April 2022 Market Update:
Are we heading for recession?
"The stock market is a device for transferring money from the impatient to the patient"
Warren Buffet
Stock and currency markets performance.
April has come and gone and the monthly stock market indices figures are pretty grim:
Data table is from Google Finance
As is always the case during periods of volatility, the currencies markets performed well against the safe haven of USD, where cash is parked. April saw some of the largest monthly increases I can recall, positive across the board:
Data table is from Google Finance
April did not turn out to be a springboard for share prices, following an already tricky start to 2022. With the exception of the FTSE, which benefits from tracking large oil companies, all markets were down, most noticeably the S&P, which fell over 10%.
As was the case when we were experiencing month-over-month growth in the S&P due to the increase in value of the large cap technology companies, the scale of the index’s fall can be partly attributed to Facebook (Meta) and Amazon’s share prices falling by 40% and 27% respectively. Markets always overreact to large fluctuations and the current volatility is causing drops which provide value, especially in the aforementioned shares.
Are we heading into a recession?
Are we heading into a recession? Or are a range of complicated factors – interest rate policy, high inflation, Ukraine war – causing this period of volatility and sell-offs?

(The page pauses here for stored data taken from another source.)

//! Read-only projections for dashboards and reports.
//!
//! A view is built from a copy of the records and never written back, so it can be computed
//! without holding any lock and may already be outdated when it is returned.

use alloc::collections::BTreeMap;

use itertools::Itertools;
use serde::Serialize;
use supervisor_allocation_database::{Person, PersonId, Selection, SelectionId, SelectionStatus};

use crate::ledger::{active_selection, Fill};

#[derive(Debug, Clone, Copy, PartialEq, Eq, Serialize)]
pub struct InstructorStats {
    pub confirmed: u32,
    pub quota: u32,
}

#[derive(Debug, Clone, PartialEq, Eq, Serialize)]
#[serde(tag = "status", rename_all = "snake_case")]
pub enum StudentStatus {
    Unselected,
    Pending { instructor: PersonId },
    Confirmed { instructor: PersonId },
}

#[derive(Debug, Clone, PartialEq, Eq, Serialize)]
pub struct InstructorOverview {
    pub id: PersonId,
    pub name: String,
    pub title: String,
    pub research_area: String,
    pub pending: u32,
    pub confirmed: u32,
    pub select_quota: u32,
    pub confirm_quota: u32,
    pub remaining: u32,
}

#[derive(Debug, Clone, Copy, Default, PartialEq, Eq, Serialize)]
pub struct RosterSummary {
    pub students: usize,
    pub confirmed: usize,
    pub pending: usize,
    pub unselected: usize,
}

/// One confirmed pairing, as exported after the allocation is completed.
#[derive(Debug, Clone, PartialEq, Eq, Serialize)]
pub struct MatchedPair {
    pub selection: SelectionId,
    pub student: PersonId,
    pub student_handle: String,
    pub student_name: String,
    pub instructor: PersonId,
    pub instructor_name: String,
    pub instructor_title: String,
    pub rationale: String,
}

#[derive(Debug, Clone, Default, PartialEq, Eq, Serialize)]
pub struct Applications {
    pub pending: Vec<Selection>,
    pub confirmed: Vec<Selection>,
    pub rejected: Vec<Selection>,
}

#[derive(Debug, Clone)]
pub struct AllocationView {
    persons: BTreeMap<PersonId, Person>,
    selections: Vec<Selection>,
}

impl AllocationView {
    #[must_use]
    pub fn new(persons: Vec<Person>, selections: Vec<Selection>) -> Self {
        Self {
            persons: persons
                .into_iter()
                .map(|person| (person.id.clone(), person))
                .collect(),
            selections,
        }
    }

    pub fn persons(&self) -> impl Iterator<Item = &Person> {
        self.persons.values()
    }

    #[must_use]
    pub fn selections(&self) -> &[Selection] {
        &self.selections
    }

    fn students(&self) -> impl Iterator<Item = &Person> {
        self.persons().filter(|person| person.is_student())
    }

    /// `None` if there is no instructor with this id.
    #[must_use]
    pub fn instructor_stats(&self, instructor: &PersonId) -> Option<InstructorStats> {
        let profile = self.persons.get(instructor)?.instructor_profile()?;
        Some(InstructorStats {
            confirmed: Fill::of(&self.selections, instructor).confirmed,
            quota: profile.confirm_quota,
        })
    }

    /// `None` if there is no student with this id.
    #[must_use]
    pub fn student_status(&self, student: &PersonId) -> Option<StudentStatus> {
        if !self.persons.get(student)?.is_student() {
            return None;
        }
        Some(match active_selection(&self.selections, student) {
            None => StudentStatus::Unselected,
            Some(selection) => match selection.status {
                SelectionStatus::Pending => StudentStatus::Pending {
                    instructor: selection.instructor.clone(),
                },
                SelectionStatus::Confirmed => StudentStatus::Confirmed {
                    instructor: selection.instructor.clone(),
                },
                SelectionStatus::Rejected => StudentStatus::Unselected,
            },
        })
    }

    #[must_use]
    pub fn active_selection_of(&self, student: &PersonId) -> Option<&Selection> {
        active_selection(&self.selections, student)
    }

    /// Students without a confirmed selection, ordered by id.
    #[must_use]
    pub fn unmatched_students(&self) -> Vec<&Person> {
        self.students()
            .filter(|student| {
                !self.selections.iter().any(|selection| {
                    selection.student == student.id
                        && selection.status == SelectionStatus::Confirmed
                })
            })
            .collect()
    }

    #[must_use]
    pub fn instructor_overview(&self) -> Vec<InstructorOverview> {
        let by_instructor = self
            .selections
            .iter()
            .map(|selection| (&selection.instructor, selection))
            .into_group_map();
        self.persons()
            .filter_map(|person| {
                let profile = person.instructor_profile()?;
                let fill = by_instructor
                    .get(&person.id)
                    .map(|theirs| Fill::of(theirs.iter().copied(), &person.id))
                    .unwrap_or_default();
                Some(InstructorOverview {
                    id: person.id.clone(),
                    name: person.name.clone(),
                    title: profile.title.clone(),
                    research_area: profile.research_area.clone(),
                    pending: fill.pending,
                    confirmed: fill.confirmed,
                    select_quota: profile.select_quota,
                    confirm_quota: profile.confirm_quota,
                    remaining: fill.remaining(profile.confirm_quota),
                })
            })
            .collect()
    }

    #[must_use]
    pub fn roster_summary(&self) -> RosterSummary {
        let mut summary = RosterSummary::default();
        for student in self.students() {
            summary.students += 1;
            match self.student_status(&student.id) {
                Some(StudentStatus::Confirmed { .. }) => summary.confirmed += 1,
                Some(StudentStatus::Pending { .. }) => summary.pending += 1,
                Some(StudentStatus::Unselected) | None => summary.unselected += 1,
            }
        }
        summary
    }

    /// Every confirmed selection joined with the people it pairs, ordered by student id.
    #[must_use]
    pub fn matched_pairs(&self) -> Vec<MatchedPair> {
        self.selections
            .iter()
            .filter(|selection| selection.status == SelectionStatus::Confirmed)
            .filter_map(|selection| {
                let student = self.persons.get(&selection.student)?;
                let instructor = self.persons.get(&selection.instructor)?;
                Some(MatchedPair {
                    selection: selection.id,
                    student: student.id.clone(),
                    student_handle: student.handle.clone(),
                    student_name: student.name.clone(),
                    instructor: instructor.id.clone(),
                    instructor_name: instructor.name.clone(),
                    instructor_title: instructor
                        .instructor_profile()
                        .map(|profile| profile.title.clone())
                        .unwrap_or_default(),
                    rationale: selection.rationale.clone(),
                })
            })
            .sorted_by(|left, right| left.student.cmp(&right.student))
            .collect()
    }

    /// All selections sent to an instructor, newest first within each status.
    #[must_use]
    pub fn applications_for(&self, instructor: &PersonId) -> Option<Applications> {
        self.persons
            .get(instructor)
            .filter(|person| person.instructor_profile().is_some())?;
        let mut applications = Applications::default();
        self.selections
            .iter()
            .filter(|selection| selection.instructor == *instructor)
            .sorted_by(|left, right| right.created_at.cmp(&left.created_at))
            .for_each(|selection| {
                let bucket = match selection.status {
                    SelectionStatus::Pending => &mut applications.pending,
                    SelectionStatus::Confirmed => &mut applications.confirmed,
                    SelectionStatus::Rejected => &mut applications.rejected,
                };
                bucket.push(selection.clone());
            });
        Some(applications)
    }
}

A quick Google search of the question revealed very different answers: “A major recession is coming” and “We’re not going into recession.” So clearly the answer is that nobody knows the answer.
A recession is a “significant decline in economic activity spread across the markets, lasting more than a few months and normally visible in real GDP, real income, employment and industrial production.”

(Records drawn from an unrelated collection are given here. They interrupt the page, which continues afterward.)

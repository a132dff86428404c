//! Lexical scopes and per-binding resource states used during checking.

use ahash::AHashMap;

use crate::{checker::ty::Type, position::Span};

/// The linearity state of one resource binding.
///
/// `Owned` holds a live resource, `Moved` was definitely consumed,
/// `MaybeMoved` is the merge of branches that disagree. Using a
/// `MaybeMoved` binding is an error, and so is letting one go out of
/// scope.
#[derive(Debug, Clone, Copy, PartialEq, Eq)]
pub enum ResourceState {
    Owned,
    MaybeMoved,
    Moved,
}

impl ResourceState {
    /// Join for control-flow merges.
    #[must_use]
    pub fn merge(self, other: Self) -> Self {
        if self == other { self } else { Self::MaybeMoved }
    }
}

/// One declared variable or constant.
#[derive(Debug, Clone)]
pub struct Variable {
    pub ty: Type,
    pub is_constant: bool,
    pub span: Span,
    /// Index into the resource state vector; `None` for value types.
    pub resource_index: Option<usize>,
}

/// A stack of scopes plus the resource state vector shared across them.
///
/// Resource states live outside the scope maps so that branch snapshots
/// are a single `Vec` clone.
#[derive(Debug, Default)]
pub struct Environment {
    scopes: Vec<AHashMap<String, Variable>>,
    resource_states: Vec<ResourceState>,
}

impl Environment {
    #[must_use]
    pub fn new() -> Self {
        Self {
            scopes: vec![AHashMap::new()],
            resource_states: Vec::new(),
        }
    }

    pub fn enter_scope(&mut self) {
        self.scopes.push(AHashMap::new());
    }

    /// Pops the innermost scope and returns its bindings so the caller
    /// can run end-of-scope checks (resource loss).
    pub fn leave_scope(&mut self) -> AHashMap<String, Variable> {
        self.scopes.pop().unwrap_or_default()
    }

    /// Declares a variable in the innermost scope. Returns the previous
    /// binding if the name was already declared *in this scope*;
    /// shadowing an outer scope is fine.
    pub fn declare(&mut self, name: String, variable: Variable) -> Option<Variable> {
        self.scopes
            .last_mut()
            .expect("environment always has a scope")
            .insert(name, variable)
    }

    /// Allocates a tracked resource slot in the `Owned` state.
    pub fn track_resource(&mut self) -> usize {
        self.resource_states.push(ResourceState::Owned);
        self.resource_states.len() - 1
    }

    /// Nearest lexical binding, innermost scope first.
    #[must_use]
    pub fn lookup(&self, name: &str) -> Option<&Variable> {
        self.scopes.iter().rev().find_map(|scope| scope.get(name))
    }

    #[must_use]
    pub fn state(&self, index: usize) -> ResourceState {
        self.resource_states[index]
    }

    pub fn set_state(&mut self, index: usize, state: ResourceState) {
        self.resource_states[index] = state;
    }

    /// Snapshot of all resource states, for branch analysis.
    #[must_use]
    pub fn snapshot_states(&self) -> Vec<ResourceState> {
        self.resource_states.clone()
    }

    pub fn restore_states(&mut self, states: Vec<ResourceState>) {
        // states allocated inside the branch stay as they are
        for (index, state) in states.into_iter().enumerate() {
            self.resource_states[index] = state;
        }
    }

    /// Merges two branch outcomes position-wise.
    pub fn merge_states(&mut self, left: &[ResourceState], right: &[ResourceState]) {
        for index in 0..left.len().min(right.len()) {
            self.resource_states[index] = left[index].merge(right[index]);
        }
    }
}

Although GDP did decline by 1.4% for the first quarter of 2022, unemployment remains low and economic activity is increasing rather than declining, as we make our way back to normality. Supply chain bottlenecks continue to cause issues with production and the Chinese lockdown policies are stifling the return to normal, but the majority of the world is in a much better place than it was a year ago and certainly much better than it was two years ago.
How should investors react?
So, my view is that the declines are more short-term than the kind of long-term declines we would see in a recession. Whether it takes a month, three months or the rest of this year before we see a return to growth, I dare not predict of course, but tried and tested investment strategies such as remaining patient, buying low and utilizing dollar cost averaging all make sense right now.
Two years ago, an investment in a simple S&P index fund would have returned you 45%, even though the markets had already rebounded from their bottom in March 2020. The mini crash the markets experienced then created great buying opportunities. Those with a cool head and the ability to see past the noise took advantage and have been rewarded.
The drops in 2022 are not as significant as 2020, but they do provide opportunities for those investors with a similar disposition.